Como ella, muchas de mis fuentes declinaron ser citadas por su nombre. Me llamaron la atención sus razones: algunos, que expresaban sus dudas sobre la cantidad de refugiados, estaban preocupados por ser vistos como xenófobos (“Si usted habla, inmediatamente será pintado con la brocha Nazi”, dijo un hombre). Otros, que vieron el asesinato como un crimen pasional que tenía poco que ver con los antecedentes del sospechoso, dijeron que estaban preocupados por convertirse en blancos de la extrema derecha.

Mia, la niña de 15 años que fue apuñalada fatalmente por un “refugiado” afgano la semana pasada. Su rostro se está convirtiendo en toda Alemania como el simbolo de los abusos y violencia a que están cometiendo los inmigrantes contra el pueblo alemán.

Pronto me di cuenta de que esta ciudad estaba unida por la pena, pero muy dividida en cómo lidiar con ella. A medida que los viejos tabúes se rompieron – escuché un lenguaje fuerte con respecto a los inmigrantes en esta ciudad tradicionalmente liberal y tolerante -, parecían estar surgiendo nuevos.

Incluso el alcalde vaciló antes de aceptar hablar conmigo. Uno de sus colegas había recibido amenazas de muerte después de instar públicamente a no usar la muerte de Mia como un grito de guerra para el odio contra los extranjeros. “Amenazaron a sus hijos”, me dijo el alcalde, Günther Tielebörger, sacudiendo la cabeza. “La ironía …”

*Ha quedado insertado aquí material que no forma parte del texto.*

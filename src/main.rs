//! `s3cp`: copy one S3 object, optionally deleting the source afterwards.

use anyhow::{Context, Result};
use aws_sdk_s3::types::MetadataDirective;
use bytesize::ByteSize;
use clap::Parser;
use std::collections::HashMap;
use std::sync::Arc;
use std::time::Duration;
use tracing_subscriber::filter::EnvFilter;

use cobalt_s3cp::config::{load_from_env, s3_client};
use cobalt_s3cp::s3::part::{MAX_PART_SIZE, MIN_PART_SIZE};
use cobalt_s3cp::s3::{
    CopyAttributes, CopyRequest, Copier, PartSize, RequestOptions, S3Object, SdkRegionClients,
    DEFAULT_CONCURRENCY, DEFAULT_TIMEOUT,
};

#[derive(Debug, Parser)]
#[command(name = "s3cp", version, about = "Copy an S3 object, in one request or in concurrent parts")]
struct Args {
    /// The object to copy, as `bucket/key` or `s3://bucket/key`.
    #[arg(long)]
    source: S3Object,
    /// Where to copy the object to, as `bucket/key` or `s3://bucket/key`.
    #[arg(long = "dest")]
    destination: S3Object,
    /// The region of the destination bucket.
    #[arg(long, env = "AWS_DEFAULT_REGION")]
    region: Option<String>,
    /// The region of the source bucket, if different from the destination region.
    #[arg(long)]
    src_region: Option<String>,
    /// The content type of the copy.
    #[arg(long, default_value = "application/octet-stream")]
    content_type: String,
    /// The size of the source in bytes. Looked up when not positive.
    #[arg(long, default_value_t = -1, allow_negative_numbers = true)]
    size: i64,
    /// Delete the source after a successful copy.
    #[arg(long = "move")]
    move_source: bool,
    /// The sha1 hash of the object, stored in the `sha1` metadata of the copy.
    #[arg(long)]
    sha1: Option<String>,
    /// The size of each part of a multipart copy, e.g. `100MiB`.
    #[arg(long, default_value = "25MiB", value_parser = parse_part_size)]
    part_size: PartSize,
    /// How many parts to copy at once.
    #[arg(long, default_value_t = DEFAULT_CONCURRENCY)]
    concurrency: usize,
    /// Give up on the copy after this many seconds.
    #[arg(long, default_value_t = DEFAULT_TIMEOUT.as_secs())]
    timeout_secs: u64,
    /// Keep the copied parts of a failed multipart copy instead of aborting it.
    #[arg(long)]
    leave_parts_on_error: bool,
    /// An extra header for every request, as `name:value`. May be repeated.
    #[arg(long = "request-header", value_parser = parse_header)]
    request_headers: Vec<(String, String)>,
}

fn parse_part_size(value: &str) -> Result<PartSize, String> {
    let size: ByteSize = value.parse()?;
    let size = i64::try_from(size.as_u64()).map_err(|e| e.to_string())?;
    if !(MIN_PART_SIZE..=MAX_PART_SIZE).contains(&size) {
        return Err(format!(
            "part size must be between {} and {}",
            ByteSize::b(MIN_PART_SIZE as u64),
            ByteSize::b(MAX_PART_SIZE as u64)
        ));
    }
    PartSize::try_from(size).map_err(|e| e.to_string())
}

fn parse_header(value: &str) -> Result<(String, String), String> {
    let (name, value) = value
        .split_once(':')
        .ok_or_else(|| format!("header {value:?} must be of the form name:value"))?;
    Ok((name.trim().to_owned(), value.trim().to_owned()))
}

impl Args {
    fn attributes(&self) -> CopyAttributes {
        let mut attributes = CopyAttributes::builder()
            .content_type(self.content_type.clone())
            .build();
        if let Some(sha1) = self.sha1.as_ref().filter(|sha1| !sha1.is_empty()) {
            attributes.metadata = Some(HashMap::from([("sha1".to_string(), sha1.clone())]));
            attributes.metadata_directive = Some(MetadataDirective::Replace);
        }
        attributes
    }

    fn request_options(&self) -> Result<RequestOptions> {
        self.request_headers
            .iter()
            .try_fold(RequestOptions::default(), |options, (name, value)| {
                options
                    .header(name, value)
                    .with_context(|| format!("Invalid request header {name}"))
            })
    }

    fn request(&self) -> CopyRequest {
        CopyRequest {
            source: Some(self.source.copy_source()),
            destination: self.destination.clone(),
            size: Some(self.size),
            source_region: self.src_region.clone(),
            delete_source: self.move_source,
            attributes: self.attributes(),
        }
    }
}

#[tokio::main]
async fn main() -> Result<()> {
    tracing_subscriber::fmt()
        .with_env_filter(
            EnvFilter::try_from_default_env().unwrap_or_else(|_| EnvFilter::new("info")),
        )
        .json()
        .init();

    let args = Args::parse();
    tracing::info!("Args: {:?}", args);

    let shared_config = load_from_env(args.region.clone()).await?;
    let client = s3_client(&shared_config, None)?;
    let region_clients = SdkRegionClients::new(shared_config)?;

    let copier = Copier::builder()
        .client(Arc::new(client))
        .region_clients(Arc::new(region_clients))
        .part_size(args.part_size)
        .concurrency(args.concurrency)
        .timeout(Duration::from_secs(args.timeout_secs))
        .leave_parts_on_error(args.leave_parts_on_error)
        .request_options(args.request_options()?)
        .build();

    let outcome = copier
        .copy(args.request())
        .await
        .with_context(|| format!("Failed to copy {} to {}", args.source, args.destination))?;
    tracing::info!(
        strategy = %outcome.strategy,
        content_length = outcome.content_length,
        part_count = outcome.part_count,
        source_deleted = outcome.source_deleted,
        "Copy completed"
    );
    Ok(())
}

Me detuve en una tienda de kebab y conversé con el dueño. Había visto a Mia y Abdul, su ex novio afgano, que más tarde la apuñaló, muchas veces en el restaurante. Se veían felices y siempre se sentaban en la ventana. Lo que sucedió fue un shock para él. Pero también lo fue la reacción, dijo.

¿Pensaba que la atmósfera en Alemania había cambiado?

El asintió. “Las miradas han cambiado”, dijo. Sus padres llegaron de Turquía hace 22 años. Creció aquí y tiene un pasaporte alemán. “Pero la gente no lo sabe cuando me ven en la calle”, dijo. “Pude haber llegado el año pasado. Ellos no pueden decir. Y veo eso en sus miradas.

Le dejé mi tarjeta y le pregunté si podía usar su nombre. El dijo que sí. Pero al día siguiente, él me llamó. “No uses mi nombre”, dijo. “Esto se está haciendo demasiado grande. Todos están hablando de eso. No quiero ningún problema “.

El karma de Kandel; todo Alemania se conmocionó después de que el refugiado afgano Abdul apuñala a la adolescente de 15 años Mia, quien le enseñó inglés, luego la mata en el frente de una farmacia.
El Caso del asesinato en Kandel: Ha logrado que la inmigración deje de ser un tema tabú y ya los alemanes empiezan a hablar abiertamente sobre el tema rechazando el habitual chantaje a que son sometidos si expresaban desacuerdo con el descontrol migratorio.